_TASK TO COMPLETE_: Read through the listing below, and copy every line where the string "borrow" appears.

Start of Block

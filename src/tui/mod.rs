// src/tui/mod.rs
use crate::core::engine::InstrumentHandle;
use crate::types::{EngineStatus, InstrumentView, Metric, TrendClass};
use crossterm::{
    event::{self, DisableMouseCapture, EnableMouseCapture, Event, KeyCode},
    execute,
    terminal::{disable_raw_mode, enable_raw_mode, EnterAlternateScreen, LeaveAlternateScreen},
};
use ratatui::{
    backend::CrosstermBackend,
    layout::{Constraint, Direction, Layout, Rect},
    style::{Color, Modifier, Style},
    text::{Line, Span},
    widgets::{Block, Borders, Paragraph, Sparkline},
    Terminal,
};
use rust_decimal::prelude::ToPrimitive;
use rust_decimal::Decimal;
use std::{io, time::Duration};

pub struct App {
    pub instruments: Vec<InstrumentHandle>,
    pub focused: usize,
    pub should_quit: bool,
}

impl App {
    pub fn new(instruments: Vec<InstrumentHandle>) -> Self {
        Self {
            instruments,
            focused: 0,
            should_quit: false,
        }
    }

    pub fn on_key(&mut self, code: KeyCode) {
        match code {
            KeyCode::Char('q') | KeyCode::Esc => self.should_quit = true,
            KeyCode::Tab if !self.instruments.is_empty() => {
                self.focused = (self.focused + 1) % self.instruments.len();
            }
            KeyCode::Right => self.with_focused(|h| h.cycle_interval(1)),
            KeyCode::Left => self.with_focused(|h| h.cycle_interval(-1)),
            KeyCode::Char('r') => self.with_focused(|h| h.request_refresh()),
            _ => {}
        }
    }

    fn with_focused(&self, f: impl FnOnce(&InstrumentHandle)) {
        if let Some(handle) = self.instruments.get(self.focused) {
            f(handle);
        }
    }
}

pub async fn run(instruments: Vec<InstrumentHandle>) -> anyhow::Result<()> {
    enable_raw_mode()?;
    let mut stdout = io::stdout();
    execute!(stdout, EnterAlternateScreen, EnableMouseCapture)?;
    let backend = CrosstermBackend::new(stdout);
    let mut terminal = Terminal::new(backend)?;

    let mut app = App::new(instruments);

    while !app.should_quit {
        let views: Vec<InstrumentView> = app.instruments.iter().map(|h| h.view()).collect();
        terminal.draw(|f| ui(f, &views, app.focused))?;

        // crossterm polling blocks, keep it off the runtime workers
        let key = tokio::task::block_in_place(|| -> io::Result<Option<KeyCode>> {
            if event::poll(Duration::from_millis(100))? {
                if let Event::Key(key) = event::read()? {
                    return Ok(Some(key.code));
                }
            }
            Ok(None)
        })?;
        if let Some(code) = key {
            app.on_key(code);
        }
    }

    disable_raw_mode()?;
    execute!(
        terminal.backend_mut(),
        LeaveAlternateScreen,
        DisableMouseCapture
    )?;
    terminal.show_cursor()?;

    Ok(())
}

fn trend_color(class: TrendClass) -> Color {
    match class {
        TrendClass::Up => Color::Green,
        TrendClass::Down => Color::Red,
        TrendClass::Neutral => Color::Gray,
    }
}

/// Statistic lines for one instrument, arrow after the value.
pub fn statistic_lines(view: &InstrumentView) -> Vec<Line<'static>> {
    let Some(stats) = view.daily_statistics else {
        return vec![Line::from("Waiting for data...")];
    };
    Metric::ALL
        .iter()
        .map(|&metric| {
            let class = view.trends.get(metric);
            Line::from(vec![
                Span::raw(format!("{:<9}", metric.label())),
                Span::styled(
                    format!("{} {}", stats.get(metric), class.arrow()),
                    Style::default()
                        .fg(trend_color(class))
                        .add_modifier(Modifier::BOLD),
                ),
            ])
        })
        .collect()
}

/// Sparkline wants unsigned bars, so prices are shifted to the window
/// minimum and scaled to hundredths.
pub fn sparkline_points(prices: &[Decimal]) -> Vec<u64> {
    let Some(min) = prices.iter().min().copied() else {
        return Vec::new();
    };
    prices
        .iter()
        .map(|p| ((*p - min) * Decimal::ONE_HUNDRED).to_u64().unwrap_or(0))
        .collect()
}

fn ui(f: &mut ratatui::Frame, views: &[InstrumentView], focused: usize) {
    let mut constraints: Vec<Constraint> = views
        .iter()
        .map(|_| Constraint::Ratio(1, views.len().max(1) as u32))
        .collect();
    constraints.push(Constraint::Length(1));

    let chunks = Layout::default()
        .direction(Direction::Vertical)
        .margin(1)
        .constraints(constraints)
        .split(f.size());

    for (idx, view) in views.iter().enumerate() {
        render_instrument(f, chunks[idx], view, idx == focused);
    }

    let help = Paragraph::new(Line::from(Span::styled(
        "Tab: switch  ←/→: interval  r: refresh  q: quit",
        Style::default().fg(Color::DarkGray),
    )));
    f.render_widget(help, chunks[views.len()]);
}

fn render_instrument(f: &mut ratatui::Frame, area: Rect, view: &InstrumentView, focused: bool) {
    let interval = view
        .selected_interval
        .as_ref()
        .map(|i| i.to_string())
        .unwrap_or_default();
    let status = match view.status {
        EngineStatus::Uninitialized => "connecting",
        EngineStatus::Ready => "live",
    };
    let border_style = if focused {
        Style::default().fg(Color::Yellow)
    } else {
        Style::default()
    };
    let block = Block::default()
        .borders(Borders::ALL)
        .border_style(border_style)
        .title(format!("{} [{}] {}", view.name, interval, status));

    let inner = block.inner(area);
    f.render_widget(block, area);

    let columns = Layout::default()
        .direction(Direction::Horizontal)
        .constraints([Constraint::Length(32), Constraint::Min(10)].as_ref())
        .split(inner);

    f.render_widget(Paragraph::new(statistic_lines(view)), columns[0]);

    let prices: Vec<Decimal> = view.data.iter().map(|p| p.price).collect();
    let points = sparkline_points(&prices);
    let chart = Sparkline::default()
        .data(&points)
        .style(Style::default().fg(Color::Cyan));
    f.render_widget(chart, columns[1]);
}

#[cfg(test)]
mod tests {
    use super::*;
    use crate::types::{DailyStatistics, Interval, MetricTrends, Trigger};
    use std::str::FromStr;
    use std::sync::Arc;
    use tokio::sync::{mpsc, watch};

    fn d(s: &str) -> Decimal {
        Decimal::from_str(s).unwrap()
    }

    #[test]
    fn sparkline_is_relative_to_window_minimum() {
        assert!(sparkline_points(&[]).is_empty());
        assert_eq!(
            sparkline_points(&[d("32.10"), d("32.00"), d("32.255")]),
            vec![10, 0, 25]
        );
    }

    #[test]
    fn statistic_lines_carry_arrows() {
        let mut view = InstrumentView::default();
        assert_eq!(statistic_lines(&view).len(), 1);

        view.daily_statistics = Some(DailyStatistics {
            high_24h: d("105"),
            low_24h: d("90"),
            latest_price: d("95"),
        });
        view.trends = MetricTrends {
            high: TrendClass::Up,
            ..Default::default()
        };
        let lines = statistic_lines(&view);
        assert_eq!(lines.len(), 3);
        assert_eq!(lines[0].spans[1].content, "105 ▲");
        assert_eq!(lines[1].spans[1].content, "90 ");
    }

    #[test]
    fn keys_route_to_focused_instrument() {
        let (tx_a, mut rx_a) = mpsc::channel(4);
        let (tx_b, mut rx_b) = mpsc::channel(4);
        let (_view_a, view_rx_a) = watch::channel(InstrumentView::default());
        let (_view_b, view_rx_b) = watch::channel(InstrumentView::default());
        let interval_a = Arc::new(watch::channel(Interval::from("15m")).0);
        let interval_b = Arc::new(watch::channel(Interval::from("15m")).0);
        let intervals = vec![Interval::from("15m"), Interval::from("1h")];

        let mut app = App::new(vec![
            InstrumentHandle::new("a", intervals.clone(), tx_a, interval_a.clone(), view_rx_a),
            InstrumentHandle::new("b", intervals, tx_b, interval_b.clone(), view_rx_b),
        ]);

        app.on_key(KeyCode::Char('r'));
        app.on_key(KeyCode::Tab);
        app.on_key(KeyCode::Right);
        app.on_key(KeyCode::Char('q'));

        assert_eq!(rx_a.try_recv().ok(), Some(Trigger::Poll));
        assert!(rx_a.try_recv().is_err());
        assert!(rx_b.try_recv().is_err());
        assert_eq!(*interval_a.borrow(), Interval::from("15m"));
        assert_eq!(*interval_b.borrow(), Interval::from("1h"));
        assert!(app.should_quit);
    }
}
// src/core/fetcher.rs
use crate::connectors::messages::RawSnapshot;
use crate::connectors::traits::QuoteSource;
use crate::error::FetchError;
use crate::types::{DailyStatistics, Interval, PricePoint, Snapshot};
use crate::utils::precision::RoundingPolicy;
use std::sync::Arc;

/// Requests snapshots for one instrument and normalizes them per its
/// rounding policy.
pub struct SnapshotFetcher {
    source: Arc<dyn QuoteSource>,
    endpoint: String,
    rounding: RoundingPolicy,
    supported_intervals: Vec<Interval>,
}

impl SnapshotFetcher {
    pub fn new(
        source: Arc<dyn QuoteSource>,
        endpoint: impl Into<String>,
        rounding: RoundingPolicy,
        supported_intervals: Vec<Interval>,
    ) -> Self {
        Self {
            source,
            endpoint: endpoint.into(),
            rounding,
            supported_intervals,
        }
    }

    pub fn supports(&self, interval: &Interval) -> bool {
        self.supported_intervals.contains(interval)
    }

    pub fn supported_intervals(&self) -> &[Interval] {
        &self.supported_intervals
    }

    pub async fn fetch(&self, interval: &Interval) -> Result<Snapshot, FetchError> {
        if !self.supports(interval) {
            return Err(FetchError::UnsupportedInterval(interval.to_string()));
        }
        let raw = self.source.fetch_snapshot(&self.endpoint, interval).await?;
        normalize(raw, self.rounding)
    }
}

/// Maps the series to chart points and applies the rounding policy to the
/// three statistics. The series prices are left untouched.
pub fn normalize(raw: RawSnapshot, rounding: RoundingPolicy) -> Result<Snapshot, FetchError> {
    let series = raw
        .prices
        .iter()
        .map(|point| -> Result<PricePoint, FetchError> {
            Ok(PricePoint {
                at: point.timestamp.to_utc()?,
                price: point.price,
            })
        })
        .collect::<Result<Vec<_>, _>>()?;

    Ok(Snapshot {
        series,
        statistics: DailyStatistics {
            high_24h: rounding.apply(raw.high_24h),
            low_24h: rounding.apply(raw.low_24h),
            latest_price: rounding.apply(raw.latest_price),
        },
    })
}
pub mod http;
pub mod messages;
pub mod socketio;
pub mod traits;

End of Block
Start of Block

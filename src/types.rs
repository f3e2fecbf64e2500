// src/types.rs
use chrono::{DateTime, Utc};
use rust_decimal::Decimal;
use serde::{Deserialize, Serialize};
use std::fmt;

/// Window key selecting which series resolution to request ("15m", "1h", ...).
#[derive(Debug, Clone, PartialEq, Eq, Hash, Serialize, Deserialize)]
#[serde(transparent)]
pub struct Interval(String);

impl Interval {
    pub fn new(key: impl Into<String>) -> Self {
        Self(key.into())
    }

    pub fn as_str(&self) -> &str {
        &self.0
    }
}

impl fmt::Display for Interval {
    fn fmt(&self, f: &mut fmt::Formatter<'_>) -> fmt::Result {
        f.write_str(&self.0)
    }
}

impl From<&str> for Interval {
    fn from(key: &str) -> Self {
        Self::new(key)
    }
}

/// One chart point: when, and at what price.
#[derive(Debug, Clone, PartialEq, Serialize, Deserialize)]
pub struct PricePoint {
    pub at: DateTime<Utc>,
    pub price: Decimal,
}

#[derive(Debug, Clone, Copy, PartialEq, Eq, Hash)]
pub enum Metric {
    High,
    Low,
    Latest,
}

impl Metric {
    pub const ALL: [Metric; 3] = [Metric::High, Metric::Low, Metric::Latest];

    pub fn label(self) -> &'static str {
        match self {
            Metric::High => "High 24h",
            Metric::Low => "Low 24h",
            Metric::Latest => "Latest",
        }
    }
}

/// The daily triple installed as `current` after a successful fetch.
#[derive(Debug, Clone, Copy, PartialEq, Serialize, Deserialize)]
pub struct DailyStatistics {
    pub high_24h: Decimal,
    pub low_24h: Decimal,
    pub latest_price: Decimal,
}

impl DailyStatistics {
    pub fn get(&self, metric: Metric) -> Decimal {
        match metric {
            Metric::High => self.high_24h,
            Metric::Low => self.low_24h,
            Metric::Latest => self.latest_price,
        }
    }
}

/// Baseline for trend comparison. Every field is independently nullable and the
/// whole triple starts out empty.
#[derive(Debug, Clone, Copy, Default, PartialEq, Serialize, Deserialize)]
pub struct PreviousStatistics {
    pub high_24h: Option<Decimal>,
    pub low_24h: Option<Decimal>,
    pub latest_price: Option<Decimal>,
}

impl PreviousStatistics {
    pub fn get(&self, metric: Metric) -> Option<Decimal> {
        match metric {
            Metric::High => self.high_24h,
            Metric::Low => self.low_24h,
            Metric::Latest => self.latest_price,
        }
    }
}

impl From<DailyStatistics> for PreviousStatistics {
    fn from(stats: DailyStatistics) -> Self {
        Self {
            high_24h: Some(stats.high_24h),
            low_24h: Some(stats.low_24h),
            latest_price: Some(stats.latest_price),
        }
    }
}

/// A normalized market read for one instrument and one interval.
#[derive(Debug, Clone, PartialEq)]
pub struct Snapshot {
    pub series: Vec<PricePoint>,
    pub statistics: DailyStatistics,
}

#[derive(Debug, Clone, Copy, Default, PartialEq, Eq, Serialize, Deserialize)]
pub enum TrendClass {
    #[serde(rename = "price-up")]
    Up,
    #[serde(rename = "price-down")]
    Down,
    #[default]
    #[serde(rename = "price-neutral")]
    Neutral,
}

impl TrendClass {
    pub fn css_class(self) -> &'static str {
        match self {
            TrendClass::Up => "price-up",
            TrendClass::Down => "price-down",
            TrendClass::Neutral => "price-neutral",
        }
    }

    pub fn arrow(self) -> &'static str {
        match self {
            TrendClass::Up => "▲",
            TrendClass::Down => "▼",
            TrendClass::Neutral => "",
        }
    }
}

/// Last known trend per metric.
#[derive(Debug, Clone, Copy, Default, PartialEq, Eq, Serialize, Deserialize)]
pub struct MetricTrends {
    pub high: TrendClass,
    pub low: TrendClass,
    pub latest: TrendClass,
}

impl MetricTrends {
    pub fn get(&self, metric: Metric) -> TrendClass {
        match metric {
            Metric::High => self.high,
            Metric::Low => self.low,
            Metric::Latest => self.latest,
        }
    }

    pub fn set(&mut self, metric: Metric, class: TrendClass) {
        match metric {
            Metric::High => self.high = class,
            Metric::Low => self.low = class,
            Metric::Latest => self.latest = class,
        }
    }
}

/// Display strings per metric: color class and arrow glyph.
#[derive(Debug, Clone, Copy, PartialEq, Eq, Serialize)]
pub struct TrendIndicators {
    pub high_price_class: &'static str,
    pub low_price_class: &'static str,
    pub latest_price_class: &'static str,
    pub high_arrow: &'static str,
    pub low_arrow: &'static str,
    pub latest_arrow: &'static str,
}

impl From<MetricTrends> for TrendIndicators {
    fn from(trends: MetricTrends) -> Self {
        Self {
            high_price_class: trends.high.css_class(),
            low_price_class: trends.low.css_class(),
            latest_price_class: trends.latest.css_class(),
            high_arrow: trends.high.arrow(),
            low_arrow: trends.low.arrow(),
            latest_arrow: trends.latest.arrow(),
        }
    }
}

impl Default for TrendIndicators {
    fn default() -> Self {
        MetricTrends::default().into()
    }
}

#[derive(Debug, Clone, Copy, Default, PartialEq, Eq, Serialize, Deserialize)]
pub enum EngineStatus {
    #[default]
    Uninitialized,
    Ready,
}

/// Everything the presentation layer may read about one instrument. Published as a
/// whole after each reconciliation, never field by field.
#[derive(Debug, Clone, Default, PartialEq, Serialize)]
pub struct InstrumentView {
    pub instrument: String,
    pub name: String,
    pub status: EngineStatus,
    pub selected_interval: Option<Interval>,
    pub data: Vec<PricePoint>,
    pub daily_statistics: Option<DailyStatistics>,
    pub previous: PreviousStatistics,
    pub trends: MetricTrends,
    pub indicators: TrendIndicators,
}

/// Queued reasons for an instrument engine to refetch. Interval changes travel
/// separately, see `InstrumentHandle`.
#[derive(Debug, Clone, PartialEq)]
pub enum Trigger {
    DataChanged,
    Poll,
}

End of Block

_OUTPUT BELOW_:
        assert_eq!(*interval_a.borrow(), Interval::from("15m"));
        assert_eq!(*interval_b.borrow(), Interval::from("1h"));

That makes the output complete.